Bach, Beethoven, Brahms
About the program
J. S. BACH: BRANDENBURG CONCERTO NO. 4
Six Concerts avec plusieurs instruments (Six Concertos for Various Instruments) was the title given by Bach to his series of concertos sent in March 1721 to Monseigneur Cr?tien Louis, Margrave of Brandenburg-Schwedt. Bach, concert-master in the Köthen court, created this series from his finished sheet music with the hope that this would curry favour with the Margrave for him, and help him obtain a position more befitting his talent and ambition. The six concertos were written for a very varied set of instruments; the works have different characters, and the solo instruments used also differ in each concerto. The violin solo in the Brandenburg Concerto No. 4 in G-major in three movements was accompanied by two solo recorders.
BEETHOVEN: PIANO CONCERTO NO 1 (C-MAJOR)
Although the numbering of the Piano Concerto in C-major places it as the first of the piano concertos, based on its date it was by no means the composer’s first creation written in this genre. However, he was still polishing the second when the first piano concerto was already published and performed: the concerto in C-major premiered in April 1800 in the Burgtheater in Vienna.
BRAHMS: SYMPHONY NO 4
“A pair of Entr’actes are to hand – such as together one commonly calls a symphony… I can’t stop thinking of the pleasure of starting the rehearsals with you.

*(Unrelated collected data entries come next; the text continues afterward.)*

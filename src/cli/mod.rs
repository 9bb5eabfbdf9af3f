use clap::{Parser, Subcommand, ValueEnum};
use std::path::PathBuf;

use crate::acquire::Browser;

#[derive(Parser)]
#[command(
    name = "accent-scout",
    about = "Accent Scout - Classify the speaker's English accent in a public video",
    version,
    long_about = "A CLI tool that downloads a public video (YouTube, Loom, direct MP4), extracts its speech audio, and predicts the speaker's English accent with a pre-trained audio-classification model."
)]
pub struct Cli {
    #[command(subcommand)]
    pub command: Commands,

    /// Enable verbose logging
    #[arg(short, long, global = true)]
    pub verbose: bool,
}

#[derive(Subcommand)]
pub enum Commands {
    /// Download a video, extract its audio, and classify the accent
    Analyze {
        /// Public video URL (YouTube, Loom, direct MP4)
        #[arg(value_name = "URL")]
        url: String,

        /// Browser to read cookies from if the source demands sign-in
        /// (Safari is not supported)
        #[arg(long, value_enum, value_name = "BROWSER")]
        cookies_from_browser: Option<CookieBrowser>,

        /// Output format
        #[arg(short, long, value_enum, default_value = "text")]
        format: ReportFormat,

        /// Output file path (prints to console if not specified)
        #[arg(short, long, value_name = "FILE")]
        output: Option<PathBuf>,
    },

    /// Show configuration
    Config {
        /// Show current configuration
        #[arg(short, long)]
        show: bool,
    },

    /// List supported video sources
    Platforms,
}

#[derive(ValueEnum, Clone, Copy, Debug)]
pub enum CookieBrowser {
    Chrome,
    Firefox,
    Edge,
    Opera,
    Safari,
}

impl From<CookieBrowser> for Browser {
    fn from(browser: CookieBrowser) -> Self {
        match browser {
            CookieBrowser::Chrome => Browser::Chrome,
            CookieBrowser::Firefox => Browser::Firefox,
            CookieBrowser::Edge => Browser::Edge,
            CookieBrowser::Opera => Browser::Opera,
            CookieBrowser::Safari => Browser::Safari,
        }
    }
}

#[derive(ValueEnum, Clone, Copy, Debug)]
pub enum ReportFormat {
    /// Human-readable text
    Text,
    /// JSON report
    Json,
}

impl std::fmt::Display for ReportFormat {
    fn fmt(&self, f: &mut std::fmt::Formatter<'_>) -> std::fmt::Result {
        match self {
            ReportFormat::Text => write!(f, "text"),
            ReportFormat::Json => write!(f, "json"),
        }
    }
}
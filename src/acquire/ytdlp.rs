use anyhow::Context;
use async_trait::async_trait;
use std::path::PathBuf;
use std::process::Stdio;
use tokio::process::Command;

use super::{FetchEngine, FetchRequest};
use crate::Result;

/// General extraction engine backed by the yt-dlp executable.
pub struct YtDlpEngine {
    yt_dlp_path: String,
}

impl YtDlpEngine {
    pub fn new() -> Self {
        Self::with_executable("yt-dlp")
    }

    /// Use a specific yt-dlp executable instead of the one on PATH.
    pub fn with_executable(path: impl Into<String>) -> Self {
        Self {
            yt_dlp_path: path.into(),
        }
    }

    /// Check if yt-dlp is available
    pub async fn check_availability(&self) -> Result<bool> {
        let output = Command::new(&self.yt_dlp_path)
            .arg("--version")
            .stdout(Stdio::piped())
            .stderr(Stdio::piped())
            .output()
            .await;

        Ok(matches!(output, Ok(out) if out.status.success()))
    }
}

impl Default for YtDlpEngine {
    fn default() -> Self {
        Self::new()
    }
}

#[async_trait]
impl FetchEngine for YtDlpEngine {
    async fn fetch_remote_media(&self, request: &FetchRequest) -> Result<PathBuf> {
        if !self.check_availability().await? {
            anyhow::bail!("yt-dlp is not available. Please install it: https://github.com/yt-dlp/yt-dlp");
        }

        tracing::debug!("invoking yt-dlp for: {}", request.url);

        let mut command = Command::new(&self.yt_dlp_path);
        command.args([
            "--output",
            &request.output_template,
            "--format",
            &request.format,
            // Print the final path of the produced file instead of simulating
            "--no-simulate",
            "--print",
            "after_move:filepath",
        ]);
        if request.no_playlist {
            command.arg("--no-playlist");
        }
        if let Some(cookie_file) = &request.cookie_file {
            command.arg("--cookies").arg(cookie_file);
        } else if let Some(browser) = request.cookies_from_browser {
            command.args(["--cookies-from-browser", browser.as_str()]);
        }
        command.arg(&request.url);

        let output = command
            .stdout(Stdio::piped())
            .stderr(Stdio::piped())
            .output()
            .await?;

        if !output.status.success() {
            let error = String::from_utf8_lossy(&output.stderr);
            anyhow::bail!("yt-dlp failed: {}", error.trim());
        }

        let stdout = String::from_utf8_lossy(&output.stdout);
        let path = stdout
            .lines()
            .rev()
            .map(str::trim)
            .find(|line| !line.is_empty())
            .context("yt-dlp did not report an output path")?;

        Ok(PathBuf::from(path))
    }
}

I don’t know whether a wider public will get to hear it. I fear it has the taste of the climate here – where the cherries never become sweet enough to eat!” – Brahms wrote to his friend Hans von Bülow about his fourth symphony he was preparing. The fears transpiring from the composer’s words, caused by the sombre notes of the piece, proved to be unfounded. Bülow’s famous orchestra from Meiningen performed the Symphony in E-minor in 1885 with great success, the last of the composer’s works in this genre.